§ **WHAT IS REQUIRED**
Exact duplicates of all entries are needed.
***** MATERIAL FOR THIS TASK *****
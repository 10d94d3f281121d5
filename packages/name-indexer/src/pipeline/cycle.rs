//! Indexing cycles: one end-to-end run of the pipeline.
//!
//! Two cycles exist:
//! - [`FileDumpCycle`] crawls and rewrites the JSON artifacts.
//! - [`StoreIndexCycle`] crawls (or loads the artifacts), persists into the
//!   `next` generation, builds the search index and promotes it.

use std::sync::Arc;

use async_trait::async_trait;
use chrono::{DateTime, Utc};
use tracing::info;

use crate::error::{IndexerError, Result};
use crate::pipeline::crawl::{CrawlOutcome, Crawler};
use crate::pipeline::index::{build_search_index, IndexReport};
use crate::pipeline::promote::GenerationManager;
use crate::pipeline::sink::{persist_entries, FileSink};

/// What a finished cycle did.
#[derive(Debug, Clone)]
pub struct CycleSummary {
    pub cycle: &'static str,
    pub names: usize,
    pub entries: usize,
    pub resolution_errors: usize,
    /// Present for store cycles
    pub index: Option<IndexReport>,
    pub started_at: DateTime<Utc>,
    pub finished_at: DateTime<Utc>,
}

impl CycleSummary {
    fn new(cycle: &'static str, started_at: DateTime<Utc>, outcome: &CrawlOutcome) -> Self {
        Self {
            cycle,
            names: outcome.names.len(),
            entries: outcome.entries.len(),
            resolution_errors: outcome.error_count,
            index: None,
            started_at,
            finished_at: Utc::now(),
        }
    }
}

/// A unit of work the scheduler can run repeatedly.
#[async_trait]
pub trait Cycle: Send + Sync {
    /// Name used in logs.
    fn name(&self) -> &'static str;

    /// Run the pipeline once.
    async fn run(&self) -> Result<CycleSummary>;
}

/// Crawl and write the names/profiles artifacts.
pub struct FileDumpCycle {
    crawler: Crawler,
    sink: FileSink,
}

impl FileDumpCycle {
    pub fn new(crawler: Crawler, sink: FileSink) -> Self {
        Self { crawler, sink }
    }
}

#[async_trait]
impl Cycle for FileDumpCycle {
    fn name(&self) -> &'static str {
        "fetch-to-json"
    }

    async fn run(&self) -> Result<CycleSummary> {
        let started_at = Utc::now();
        self.sink.preflight().await?;

        let outcome = self.crawler.run().await?;
        self.sink.write(&outcome).await?;

        Ok(CycleSummary::new(self.name(), started_at, &outcome))
    }
}

/// Where a store cycle takes its entries from.
pub enum EntrySource {
    /// Crawl the directory
    Crawl(Crawler),
    /// Load a previous `fetch-to-json` dump
    Dump(FileSink),
}

impl EntrySource {
    async fn fetch(&self) -> Result<CrawlOutcome> {
        match self {
            Self::Crawl(crawler) => crawler.run().await,
            Self::Dump(sink) => sink.load().await,
        }
    }
}

/// Build a fresh index generation in the document store and promote it.
pub struct StoreIndexCycle {
    source: EntrySource,
    generations: GenerationManager,
}

impl StoreIndexCycle {
    pub fn new(source: EntrySource, generations: GenerationManager) -> Self {
        Self {
            source,
            generations,
        }
    }
}

#[async_trait]
impl Cycle for StoreIndexCycle {
    fn name(&self) -> &'static str {
        "index"
    }

    async fn run(&self) -> Result<CycleSummary> {
        let started_at = Utc::now();
        let store = Arc::clone(self.generations.store());
        let source = &self.source;

        let (outcome, report) = self
            .generations
            .promote(|dbs| async move {
                let outcome = source.fetch().await?;
                persist_entries(store.as_ref(), &dbs.search_db, &outcome.entries).await?;
                info!("Finished crawling names. Building index.");

                let report =
                    build_search_index(store.as_ref(), &dbs.search_db, &dbs.search_cache).await?;
                Ok::<_, IndexerError>((outcome, report))
            })
            .await?;

        let mut summary = CycleSummary::new(self.name(), started_at, &outcome);
        summary.index = Some(report);
        Ok(summary)
    }
}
*****
§ **OUTPUT FOR THIS TASK**
repository 10d94d3f281121d5
filename packages/name-indexer/src/pipeline/cycle.rs
//! Indexing cycles: one end-to-end run of the pipeline.
//!
//! Two cycles exist:
//! - [`FileDumpCycle`] crawls and rewrites the JSON artifacts.
//! - [`StoreIndexCycle`] crawls (or loads the artifacts), persists into the
//!   `next` generation, builds the search index and promotes it.

use std::sync::Arc;

use async_trait::async_trait;
use chrono::{DateTime, Utc};
use tracing::info;

use crate::error::{IndexerError, Result};
use crate::pipeline::crawl::{CrawlOutcome, Crawler};
use crate::pipeline::index::{build_search_index, IndexReport};
use crate::pipeline::promote::GenerationManager;
use crate::pipeline::sink::{persist_entries, FileSink};

/// What a finished cycle did.
#[derive(Debug, Clone)]
pub struct CycleSummary {
    pub cycle: &'static str,
    pub names: usize,
    pub entries: usize,
    pub resolution_errors: usize,
    /// Present for store cycles
    pub index: Option<IndexReport>,
    pub started_at: DateTime<Utc>,
    pub finished_at: DateTime<Utc>,
}

impl CycleSummary {
    fn new(cycle: &'static str, started_at: DateTime<Utc>, outcome: &CrawlOutcome) -> Self {
        Self {
            cycle,
            names: outcome.names.len(),
            entries: outcome.entries.len(),
            resolution_errors: outcome.error_count,
            index: None,
            started_at,
            finished_at: Utc::now(),
        }
    }
}

/// A unit of work the scheduler can run repeatedly.
#[async_trait]
pub trait Cycle: Send + Sync {
    /// Name used in logs.
    fn name(&self) -> &'static str;

    /// Run the pipeline once.
    async fn run(&self) -> Result<CycleSummary>;
}

/// Crawl and write the names/profiles artifacts.
pub struct FileDumpCycle {
    crawler: Crawler,
    sink: FileSink,
}

impl FileDumpCycle {
    pub fn new(crawler: Crawler, sink: FileSink) -> Self {
        Self { crawler, sink }
    }
}

#[async_trait]
impl Cycle for FileDumpCycle {
    fn name(&self) -> &'static str {
        "fetch-to-json"
    }

    async fn run(&self) -> Result<CycleSummary> {
        let started_at = Utc::now();
        self.sink.preflight().await?;

        let outcome = self.crawler.run().await?;
        self.sink.write(&outcome).await?;

        Ok(CycleSummary::new(self.name(), started_at, &outcome))
    }
}

/// Where a store cycle takes its entries from.
pub enum EntrySource {
    /// Crawl the directory
    Crawl(Crawler),
    /// Load a previous `fetch-to-json` dump
    Dump(FileSink),
}

impl EntrySource {
    async fn fetch(&self) -> Result<CrawlOutcome> {
        match self {
            Self::Crawl(crawler) => crawler.run().await,
            Self::Dump(sink) => sink.load().await,
        }
    }
}

/// Build a fresh index generation in the document store and promote it.
pub struct StoreIndexCycle {
    source: EntrySource,
    generations: GenerationManager,
}

impl StoreIndexCycle {
    pub fn new(source: EntrySource, generations: GenerationManager) -> Self {
        Self {
            source,
            generations,
        }
    }
}

#[async_trait]
impl Cycle for StoreIndexCycle {
    fn name(&self) -> &'static str {
        "index"
    }

    async fn run(&self) -> Result<CycleSummary> {
        let started_at = Utc::now();
        let store = Arc::clone(self.generations.store());
        let source = &self.source;

        let (outcome, report) = self
            .generations
            .promote(|dbs| async move {
                let outcome = source.fetch().await?;
                persist_entries(store.as_ref(), &dbs.search_db, &outcome.entries).await?;
                info!("Finished crawling names. Building index.");

                let report =
                    build_search_index(store.as_ref(), &dbs.search_db, &dbs.search_cache).await?;
                Ok::<_, IndexerError>((outcome, report))
            })
            .await?;

        let mut summary = CycleSummary::new(self.name(), started_at, &outcome);
        summary.index = Some(report);
        Ok(summary)
    }
}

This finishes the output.